Both Heidegger and Kierkegaard have things to say against mass media. It's fascinating how these ideas get filtered down into postmodern and post-structuralist thought (e.g. Foucault), especially Nietzsche's style and political tactics, which I consider to be a form of methodological anarchism in a truly Socratic vein. But this method is for the elite, and Nietzsche's political views are definitely anti-democratic... there are higher and lower instincts in higher and lower men, and the better and nobler should have a corresponding position in the social heirarchy, freeing themselves ideologically from the stupidity of the masses. This is a part of his thought over which I am uneasy. On the one hand, people like Foucault are trying to disrupt the social constructs in order to level the ideological playing-field, so to speak. This frees us from the predominating structures, and so must be methodologically anarchical, but it is hard not to see an implicit doctrine of progress behind these subversive attempts... I suppose it could be considered a non-technological form of progress... "cultural" progress.

I do think Nietzsche had a point with "God is dead". He sees figures like the Buddha and Christ as fundamentally mistaken, and his philosophy represents an alternative, but the followers of such religious figures (and the institutions of religion) constitute a kind of herd mentality which has flipped the weaker values on top of the stronger, nobler ones.

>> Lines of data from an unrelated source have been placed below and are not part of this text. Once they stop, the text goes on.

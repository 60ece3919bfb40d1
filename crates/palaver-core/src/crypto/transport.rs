// ============================================
// File: crates/palaver-core/src/crypto/transport.rs
// ============================================
//! # Packet Encryption
//!
//! Seals and opens the payload of Data and Close packets with
//! ChaCha20-Poly1305. The associated data is the packet's message type
//! and session id, so a Data body cannot be replayed as a Close, nor
//! moved into another peer's session.
//!
//! ```text
//! nonce (12 bytes) = counter (8 bytes LE) || 00 00 00 00
//! ```
//!
//! ## ⚠️ Important Note for Next Developer
//! - A counter is used once per directional key; the session refuses to
//!   wrap it rather than reuse a nonce

use chacha20poly1305::{
    aead::{Aead, KeyInit, Payload},
    ChaCha20Poly1305, Key, Nonce,
};

use crate::crypto::keys::SessionKey;
use crate::error::{CoreError, Result};

use super::{CHACHA20_NONCE_SIZE, POLY1305_TAG_SIZE};

/// AEAD seam between the session and the cipher.
pub trait TransportCrypto: Send + Sync {
    /// Seals `plaintext` under `key` at `counter`.
    ///
    /// # Errors
    /// `Encryption` if the cipher refuses the input.
    fn encrypt(&self, key: &SessionKey, counter: u64, aad: &[u8], plaintext: &[u8]) -> Result<Vec<u8>>;

    /// Opens a sealed payload.
    ///
    /// # Errors
    /// `Decryption` for any authentication failure: wrong key, counter,
    /// associated data, or a modified body.
    fn decrypt(&self, key: &SessionKey, counter: u64, aad: &[u8], ciphertext: &[u8]) -> Result<Vec<u8>>;
}

/// ChaCha20-Poly1305 with counter nonces.
#[derive(Debug, Default, Clone, Copy)]
pub struct DefaultTransportCrypto;

impl DefaultTransportCrypto {
    /// Creates the cipher wrapper.
    #[must_use]
    pub const fn new() -> Self {
        Self
    }
}

fn nonce_for(counter: u64) -> Nonce {
    let mut nonce = [0u8; CHACHA20_NONCE_SIZE];
    nonce[..8].copy_from_slice(&counter.to_le_bytes());
    Nonce::from(nonce)
}

impl TransportCrypto for DefaultTransportCrypto {
    fn encrypt(&self, key: &SessionKey, counter: u64, aad: &[u8], plaintext: &[u8]) -> Result<Vec<u8>> {
        let cipher = ChaCha20Poly1305::new(Key::from_slice(key.as_bytes()));
        cipher
            .encrypt(&nonce_for(counter), Payload { msg: plaintext, aad })
            .map_err(|_| CoreError::Encryption {
                context: format!("packet {counter}"),
            })
    }

    fn decrypt(&self, key: &SessionKey, counter: u64, aad: &[u8], ciphertext: &[u8]) -> Result<Vec<u8>> {
        if ciphertext.len() < POLY1305_TAG_SIZE {
            return Err(CoreError::Decryption);
        }
        let cipher = ChaCha20Poly1305::new(Key::from_slice(key.as_bytes()));
        cipher
            .decrypt(&nonce_for(counter), Payload { msg: ciphertext, aad })
            .map_err(|_| CoreError::Decryption)
    }
}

Even the so-called "atheists", if they accept or attempt to preserve the ethical values of Christianity without the religious package, are nihilists in the same way as the Christian flock. Both Sartre and Heidegger have something similar to say: the person who looks at the situation and says "well, there is no god... so let's go on with our day" is fooling himself. It's the person who says "my god, there is no god" and has an anxiety attack over the opening abyss who is really being authentic in the Heideggarian sense. It's the same as the madman running outside with lantern for Nietzsche. No one understands him, they even laugh, and when he gets his message across they just stare blankly without realizing the situation. They are the atheists, the Christians, the socialists, the true nihilists who think they believe in something but believe in nothing. They believe on the basis of "strength of conviction", on the basis of their "free will" to be "moral" human beings... whereas the higher man is a self-empowering, spontaneously creative and often even destructive force within the otherwise sad excuse for a civilization. He does not stake his actions or beliefs on "free will", but on amor fati--the love of fate--regretting nothing. He embodies a kind of Spinozistic ideal of the conatus, the striving for self-preservation and the acceptance of causal determinism (but not the absolute denial of freedom or creativity). It's interesting how both Nietzsche and Spinoza strike one as the really "courageous" philosophers... they both have a tendency to deny what we so often take to be the most "human" values: pity, compassion, love, emotion, forgiveness, etc. These two are like ice to the touch, but they actually inhabit a far-off land, the Hyperboreans as Nietzsche termed them in the Anti-Crist, beyond the coldness and death of the nihilistic masses.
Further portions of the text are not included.